> [Exercise requirements]: Please copy every line from the records below that contains the string "EventReadOptions".

> [Material to process]:

=== Section Start ===

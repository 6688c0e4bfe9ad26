//! Inspect generator-level particle listings and write the flat R(J/psi) table.

use std::{path::PathBuf, time::Duration};

use anyhow::{Context, Result};
use clap::Parser;
use indicatif::{ProgressBar, ProgressStyle};
use rjpsi::{
    data::{read_parquet_events, select_job_files, EventReadOptions},
    output::DEFAULT_TREE_NAME,
    FloatPrecision, Inspector, InspectorConfig, OutputFormat, RowWriter, RowWriterOptions,
};
use tracing::info;

const DEFAULT_OUTPUT_NAME: &str = "RJpsi_HbToJPsiMuMu_3MuFilter_br.parquet";

#[derive(Parser)]
#[command(name = "rjpsi-inspect")]
#[command(about = "Build the flat R(J/psi) table from generator-level particle listings")]
#[command(version)]
struct Cli {
    /// Input Parquet particle listings
    #[arg(required = true)]
    inputs: Vec<String>,

    /// Maximum number of events to process (negative for all)
    #[arg(long, default_value = "-1", allow_hyphen_values = true)]
    maxevents: i64,

    /// Print the genealogy of every candidate
    #[arg(short, long)]
    verbose: bool,

    /// Log verbosity level (trace, debug, info, warn, error)
    #[arg(long, default_value = "info")]
    log_level: tracing::Level,

    /// Output directory
    #[arg(long, default_value = ".")]
    destination: PathBuf,

    /// Output file name; the extension selects the format
    #[arg(long, default_value = DEFAULT_OUTPUT_NAME)]
    output_name: String,

    /// Output format (parquet or root), overriding the extension
    #[arg(long)]
    format: Option<OutputFormat>,

    /// Name of the tree holding the table in ROOT output
    #[arg(long, default_value = DEFAULT_TREE_NAME)]
    tree: String,

    /// Precision of the output columns (f32 or f64)
    #[arg(long, default_value = "f64")]
    precision: FloatPrecision,

    /// Number of input files handled by each job (defaults to all of them)
    #[arg(long)]
    files_per_job: Option<usize>,

    /// Index of the job to run
    #[arg(long, default_value = "0")]
    jobid: usize,

    /// Identity code of the candidate
    #[arg(long, default_value = "443")]
    candidate_pdgid: i32,

    /// Identity code of the leptons
    #[arg(long, default_value = "13")]
    lepton_pdgid: i32,

    /// Mass in GeV of the constrained three-lepton system
    #[arg(long, default_value = "6.275")]
    constrained_mass: f64,

    /// Hide the progress bar
    #[arg(long)]
    no_progress: bool,
}

fn build_progress_bar(max_events: Option<usize>, hidden: bool) -> ProgressBar {
    if hidden {
        return ProgressBar::hidden();
    }
    match max_events {
        Some(total) => {
            let bar = ProgressBar::new(total as u64);
            if let Ok(style) = ProgressStyle::with_template(
                "[{elapsed_precise}] [{bar:40.cyan/blue}] {pos}/{len} events ({per_sec}, ETA {eta})",
            ) {
                bar.set_style(style.progress_chars("=> "));
            }
            bar
        }
        None => {
            let spinner = ProgressBar::new_spinner();
            if let Ok(style) = ProgressStyle::with_template(
                "[{elapsed_precise}] {spinner} {pos} events processed ({per_sec})",
            ) {
                spinner.set_style(style.tick_chars("/|\\- "));
            }
            spinner.enable_steady_tick(Duration::from_millis(120));
            spinner
        }
    }
}

fn main() -> Result<()> {
    let cli = Cli::parse();

    let log_level = if cli.verbose {
        cli.log_level.max(tracing::Level::DEBUG)
    } else {
        cli.log_level
    };
    tracing_subscriber::fmt()
        .with_max_level(log_level)
        .with_target(false)
        .init();

    let files_per_job = cli.files_per_job.unwrap_or(cli.inputs.len());
    let files = select_job_files(&cli.inputs, files_per_job, cli.jobid)
        .context("Failed to select the input files of this job")?;
    info!(
        job = cli.jobid,
        files_per_job,
        "processing {} of {} input files",
        files.len(),
        cli.inputs.len()
    );
    for file in &files {
        info!("input: {file}");
    }

    std::fs::create_dir_all(&cli.destination).with_context(|| {
        format!(
            "Failed to create output directory '{}'",
            cli.destination.display()
        )
    })?;
    let output_path = cli.destination.join(&cli.output_name);
    let output_path = output_path.to_string_lossy();

    let max_events = usize::try_from(cli.maxevents).ok();
    let config = InspectorConfig {
        candidate_pdg_id: cli.candidate_pdgid,
        lepton_pdg_id: cli.lepton_pdgid,
        constrained_mass: cli.constrained_mass,
        max_events,
        ..Default::default()
    };
    let inspector = Inspector::new(config);

    let events = read_parquet_events(&files, &EventReadOptions::new())
        .context("Failed to open the input files")?;
    let mut options = RowWriterOptions::new()
        .precision(cli.precision)
        .tree(cli.tree.as_str());
    if let Some(format) = cli.format {
        options = options.format(format);
    }
    let mut writer = RowWriter::create(&output_path, &options)
        .with_context(|| format!("Failed to create output table '{output_path}'"))?;

    let progress = build_progress_bar(max_events, cli.no_progress);
    let summary = inspector
        .run_with_progress(events, &mut writer, |n| progress.inc(n as u64))
        .context("Inspection failed")?;
    progress.finish_with_message(format!("processed {} events", summary.events));

    let n_rows = writer
        .close()
        .with_context(|| format!("Failed to write output table '{output_path}'"))?;
    info!("{summary}");
    info!("wrote {n_rows} rows to {output_path}");
    Ok(())
}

=== Section End ===

> [Written solution]:
    data::{read_parquet_events, select_job_files, EventReadOptions},
    let events = read_parquet_events(&files, &EventReadOptions::new())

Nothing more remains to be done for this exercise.